I just got my first pair of Nashbar S2 shorts, on sale for $27.00 Have worn them a couple of times now and wish I had bought a few more pairs at that price. I don't know how they would fare on a century but I have worn them on some 40-50 mile rides and think they are a really good value.


----------



## PJ352 (Dec 5, 2007)

brokenarrowjbe said:


> this is my thread, i started it. i can easily start another.


Didn't realize that when I posted, but for archival/ search purposes, since it's a new topic, a new thread would be warranted. Your thread, though. So your call.


----------



## Social Climber (Jan 16, 2013)

brokenarrowjbe said:


> So what is the difference between shorts and bibs? Does the chamois move around?


Shorts are shorts. They typically have some sort of string around the waist that you tie. Bibs have straps that go over your shoulders (kind of like permanently attached suspenders) and no string around the waist. Many people, particularly (but not necessarily) those with a bit of a gut prefer bibs and find them more comfortable because your stomach doesn't hang over the waist band. Others prefer shorts because they are easier to pull down when nature calls. Personally I use both and like both. Which ones I use depends on mood but I tend to use bibs on longer rides mainly because my bibs are somewhat higher end than my shorts. And the chamois should not move around. The shorts or bibs ideally should fit like a second skin - no excess movement at all.


----------



## Old_Drum (Nov 9, 2009)

Snug fitting bibs shouldn't move around much at all. Also, for me, they're actually easier to do a "natural break" in. You just pull down the front and take the little guy out. It's easy since there's no drawstring to contend with.

I think most new cyclists initially buy shorts because they seem more familiar. (I did.) But bibs do the job better. Once you buy your first pair of bibs you'll probably stop wearing your shorts, so best to save that money now.


----------



## Blackbeerthepirate (Apr 26, 2011)

brokenarrowjbe said:


> So what is the difference between shorts and bibs? Does the chamois move around?

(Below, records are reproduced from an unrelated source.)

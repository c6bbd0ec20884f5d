//! NBA season identifiers (`2024-25`).

use chrono::{Datelike, NaiveDate};
use serde::{Deserialize, Deserializer, Serialize, Serializer};

/// Regular seasons start in October; earlier months belong to the season
/// that started the previous calendar year.
const SEASON_START_MONTH: u32 = 10;

/// One NBA season, identified by the calendar year it starts in.
#[derive(Debug, Clone, Copy, PartialEq, Eq, PartialOrd, Ord, Hash)]
pub struct Season {
    start_year: i32,
}

impl Season {
    pub fn new(start_year: i32) -> Self {
        Self { start_year }
    }

    pub fn start_year(&self) -> i32 {
        self.start_year
    }

    /// Season in progress (or most recently finished) on `date`.
    pub fn containing(date: NaiveDate) -> Self {
        if date.month() >= SEASON_START_MONTH {
            Self::new(date.year())
        } else {
            Self::new(date.year() - 1)
        }
    }

    pub fn current() -> Self {
        Self::containing(chrono::Utc::now().date_naive())
    }

    pub fn previous(&self) -> Self {
        Self::new(self.start_year - 1)
    }

    /// The `count` seasons ending at `self`, oldest first.
    pub fn recent(&self, count: usize) -> Vec<Season> {
        let count = count.max(1) as i32;
        (0..count)
            .rev()
            .map(|back| Self::new(self.start_year - back))
            .collect()
    }

    /// Whether a career spanning `from_year..=to_year` (start years) overlaps this season.
    pub fn overlaps(&self, from_year: i32, to_year: i32) -> bool {
        from_year <= self.start_year && self.start_year <= to_year
    }
}

impl std::fmt::Display for Season {
    fn fmt(&self, f: &mut std::fmt::Formatter<'_>) -> std::fmt::Result {
        write!(
            f,
            "{}-{:02}",
            self.start_year,
            (self.start_year + 1).rem_euclid(100)
        )
    }
}

impl std::str::FromStr for Season {
    type Err = String;

    /// Accepts `2024-25` or a bare start year `2024`.
    fn from_str(s: &str) -> Result<Self, Self::Err> {
        let s = s.trim();
        let (start, end) = match s.split_once('-') {
            Some((start, end)) => (start, Some(end)),
            None => (s, None),
        };

        let start_year: i32 = start
            .parse()
            .map_err(|_| format!("Invalid season '{}'. Expected format: 2024-25", s))?;

        if let Some(end) = end {
            let expected = format!("{:02}", (start_year + 1).rem_euclid(100));
            if end != expected {
                return Err(format!(
                    "Invalid season '{}'. Season {} should end in -{}",
                    s, start_year, expected
                ));
            }
        }

        Ok(Self::new(start_year))
    }
}

impl Serialize for Season {
    fn serialize<S: Serializer>(&self, serializer: S) -> Result<S::Ok, S::Error> {
        serializer.collect_str(self)
    }
}

impl<'de> Deserialize<'de> for Season {
    fn deserialize<D: Deserializer<'de>>(deserializer: D) -> Result<Self, D::Error> {
        let s = String::deserialize(deserializer)?;
        s.parse().map_err(serde::de::Error::custom)
    }
}
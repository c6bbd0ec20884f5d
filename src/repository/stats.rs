//! Diesel-backed stats store.
//!
//! Rows are upserted on `(dataset, natural_key)`, so re-running an ingestion
//! overwrites rather than duplicates.

use async_trait::async_trait;
use chrono::Utc;
use diesel::prelude::*;
use diesel::upsert::excluded;
use diesel_async::{RunQueryDsl, SimpleAsyncConnection};
use serde_json::{Map, Value};

use super::diesel_models::NewStatRow;
use super::pool::{DbError, DbPool, SqliteConn};
use super::{StatStore, StoreResult};
use crate::models::{Dataset, StatRow};
use crate::schema::stat_rows;
use crate::{with_conn, with_conn_split};

#[cfg(feature = "postgres")]
use diesel_async::AsyncPgConnection;

const SQLITE_SCHEMA: &str = r#"
    CREATE TABLE IF NOT EXISTS stat_rows (
        id INTEGER PRIMARY KEY AUTOINCREMENT,
        dataset TEXT NOT NULL,
        natural_key TEXT NOT NULL,
        season TEXT,
        payload TEXT NOT NULL,
        fetched_at TEXT NOT NULL,
        UNIQUE(dataset, natural_key)
    );
"#;

#[cfg(feature = "postgres")]
const POSTGRES_SCHEMA: &str = r#"
    CREATE TABLE IF NOT EXISTS stat_rows (
        id SERIAL PRIMARY KEY,
        dataset TEXT NOT NULL,
        natural_key TEXT NOT NULL,
        season TEXT,
        payload TEXT NOT NULL,
        fetched_at TEXT NOT NULL,
        UNIQUE(dataset, natural_key)
    );
"#;

/// Stats store over SQLite or PostgreSQL.
#[derive(Clone)]
pub struct DieselStatStore {
    pool: DbPool,
}

impl DieselStatStore {
    pub fn new(pool: DbPool) -> Self {
        Self { pool }
    }

    pub fn from_url(database_url: &str) -> StoreResult<Self> {
        Ok(Self::new(DbPool::from_url(database_url)?))
    }

    pub fn pool(&self) -> &DbPool {
        &self.pool
    }

    /// Create the `stat_rows` table if it does not exist.
    pub async fn init_schema(&self) -> StoreResult<()> {
        with_conn_split!(self.pool,
            sqlite: conn => {
                Self::init_sqlite_schema(&mut conn).await?;
                Ok(())
            },
            postgres: conn => {
                Self::init_postgres_schema(&mut conn).await?;
                Ok(())
            }
        )
    }

    async fn init_sqlite_schema(conn: &mut SqliteConn) -> Result<(), DbError> {
        conn.batch_execute(SQLITE_SCHEMA).await
    }

    #[cfg(feature = "postgres")]
    async fn init_postgres_schema(conn: &mut AsyncPgConnection) -> Result<(), DbError> {
        conn.batch_execute(POSTGRES_SCHEMA).await
    }

    /// Row count per dataset, ordered by dataset name.
    pub async fn dataset_counts(&self) -> StoreResult<Vec<(String, i64)>> {
        use diesel::dsl::count_star;

        with_conn!(self.pool, conn => {
            let counts = stat_rows::table
                .group_by(stat_rows::dataset)
                .select((stat_rows::dataset, count_star()))
                .order(stat_rows::dataset.asc())
                .load::<(String, i64)>(&mut conn)
                .await?;
            Ok(counts)
        })
    }
}

#[async_trait]
impl StatStore for DieselStatStore {
    async fn upsert_rows(&self, rows: &[StatRow]) -> StoreResult<usize> {
        if rows.is_empty() {
            return Ok(0);
        }

        let fetched_at = Utc::now().to_rfc3339();
        let prepared = rows
            .iter()
            .map(|row| Ok((row.payload_json()?, row.season.map(|s| s.to_string()))))
            .collect::<Result<Vec<(String, Option<String>)>, serde_json::Error>>()?;

        with_conn!(self.pool, conn => {
            let mut written = 0;
            for (row, (payload, season)) in rows.iter().zip(&prepared) {
                written += diesel::insert_into(stat_rows::table)
                    .values(NewStatRow {
                        dataset: row.dataset.as_str(),
                        natural_key: &row.natural_key,
                        season: season.as_deref(),
                        payload,
                        fetched_at: &fetched_at,
                    })
                    .on_conflict((stat_rows::dataset, stat_rows::natural_key))
                    .do_update()
                    .set((
                        stat_rows::season.eq(excluded(stat_rows::season)),
                        stat_rows::payload.eq(excluded(stat_rows::payload)),
                        stat_rows::fetched_at.eq(excluded(stat_rows::fetched_at)),
                    ))
                    .execute(&mut conn)
                    .await?;
            }
            Ok(written)
        })
    }

    async fn count_rows(&self, dataset: Option<Dataset>) -> StoreResult<u64> {
        use diesel::dsl::count_star;

        with_conn!(self.pool, conn => {
            let count: i64 = match dataset {
                Some(dataset) => {
                    stat_rows::table
                        .filter(stat_rows::dataset.eq(dataset.as_str()))
                        .select(count_star())
                        .first(&mut conn)
                        .await?
                }
                None => stat_rows::table.select(count_star()).first(&mut conn).await?,
            };
            Ok(count.max(0) as u64)
        })
    }

    async fn get_payload(
        &self,
        dataset: Dataset,
        natural_key: &str,
    ) -> StoreResult<Option<Map<String, Value>>> {
        let payload: Option<String> = with_conn!(self.pool, conn => {
            stat_rows::table
                .filter(stat_rows::dataset.eq(dataset.as_str()))
                .filter(stat_rows::natural_key.eq(natural_key))
                .select(stat_rows::payload)
                .first::<String>(&mut conn)
                .await
                .optional()?
        });

        match payload {
            Some(json) => Ok(Some(serde_json::from_str(&json)?)),
            None => Ok(None),
        }
    }

    fn describe(&self) -> String {
        self.pool.describe()
    }
}

#[cfg(test)]
mod tests {
    use super::*;
    use crate::models::Season;
    use serde_json::json;
    use tempfile::tempdir;

    async fn setup_store() -> (DieselStatStore, tempfile::TempDir) {
        let dir = tempdir().unwrap();
        let db_path = dir.path().join("stats.db");
        let store = DieselStatStore::new(DbPool::sqlite_from_path(&db_path));
        store.init_schema().await.unwrap();
        (store, dir)
    }

    fn row(key: &str, pts: f64) -> StatRow {
        StatRow {
            dataset: Dataset::LeaguePlayerStats,
            natural_key: key.to_string(),
            season: Some(Season::new(2024)),
            payload: json!({"PLAYER_ID": 1, "PTS": pts})
                .as_object()
                .unwrap()
                .clone(),
        }
    }

    #[tokio::test]
    async fn test_upsert_overwrites_on_natural_key() {
        let (store, _dir) = setup_store().await;

        store
            .upsert_rows(&[row("2024-25:1", 20.5), row("2024-25:2", 11.0)])
            .await
            .unwrap();
        store.upsert_rows(&[row("2024-25:1", 27.1)]).await.unwrap();

        assert_eq!(store.count_rows(None).await.unwrap(), 2);
        let payload = store
            .get_payload(Dataset::LeaguePlayerStats, "2024-25:1")
            .await
            .unwrap()
            .unwrap();
        assert_eq!(payload["PTS"], json!(27.1));
    }

    #[tokio::test]
    async fn test_counts_per_dataset() {
        let (store, _dir) = setup_store().await;
        let mut team = row("2024-25:1610612747", 0.0);
        team.dataset = Dataset::LeagueTeamStats;

        store
            .upsert_rows(&[row("2024-25:1", 1.0), team])
            .await
            .unwrap();

        assert_eq!(
            store
                .count_rows(Some(Dataset::LeagueTeamStats))
                .await
                .unwrap(),
            1
        );
        assert_eq!(store.count_rows(Some(Dataset::Players)).await.unwrap(), 0);

        let counts = store.dataset_counts().await.unwrap();
        assert_eq!(
            counts,
            vec![
                ("league-player-stats".to_string(), 1),
                ("league-team-stats".to_string(), 1)
            ]
        );
    }

    #[tokio::test]
    async fn test_init_schema_is_idempotent() {
        let (store, _dir) = setup_store().await;
        store.init_schema().await.unwrap();
        assert_eq!(store.count_rows(None).await.unwrap(), 0);
    }

    #[tokio::test]
    async fn test_missing_payload_is_none() {
        let (store, _dir) = setup_store().await;
        assert!(store
            .get_payload(Dataset::Players, "nobody")
            .await
            .unwrap()
            .is_none());
    }
}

The bibs will help keep the chamois in place a little better. You don't want it moving around.

A couple of bib shorts that help me with the heat in Florida are; the Giordana Laser, thinner, breathable material with a nice chamois. Anything by Capo with the coldblack treatment. Amazing chamois and best construction I've ridden. Not sure exactly what coldblack is but it's great at dealing with heat build up. 

The Assos FI.Uno S5 are shorts that ride like bibs. They have a giant 2 part pad that keeps you dry and is great for longer rides.

Good luck with your hunt for the perfect seat. Everybody has their favorite and they are all different. I'll throw a couple in the mix. I was riding a Selle Italia Flite and thought it was perfect. I scuffed my back up and had to change my fit quite a bit. I was more upright, so I wanted a little more padding and got the S.I. C2 gel flow. Love it and as my fit returns to normal, it gets sweeter.


----------



## Dave Cutter (Sep 26, 2012)

brokenarrowjbe said:


> .... Does the chamois move around?


It shouldn't! The whole purpose of a chamois (_which originally was actually layers of lamb skin_) is that it sticks to wet (sweaty) skin pretty well. If the early days, developers of cycling clothing thought they had needed padding... they would have used sponge. 

The idea behind the chamois is (WAS) it sticks to YOU... and your shorts (tights) so any blister causing movement is absorbed inside the chamois. _As it turns out_... some nice little gel padding for a chamois (instead of lambs skin) is pretty comfy. 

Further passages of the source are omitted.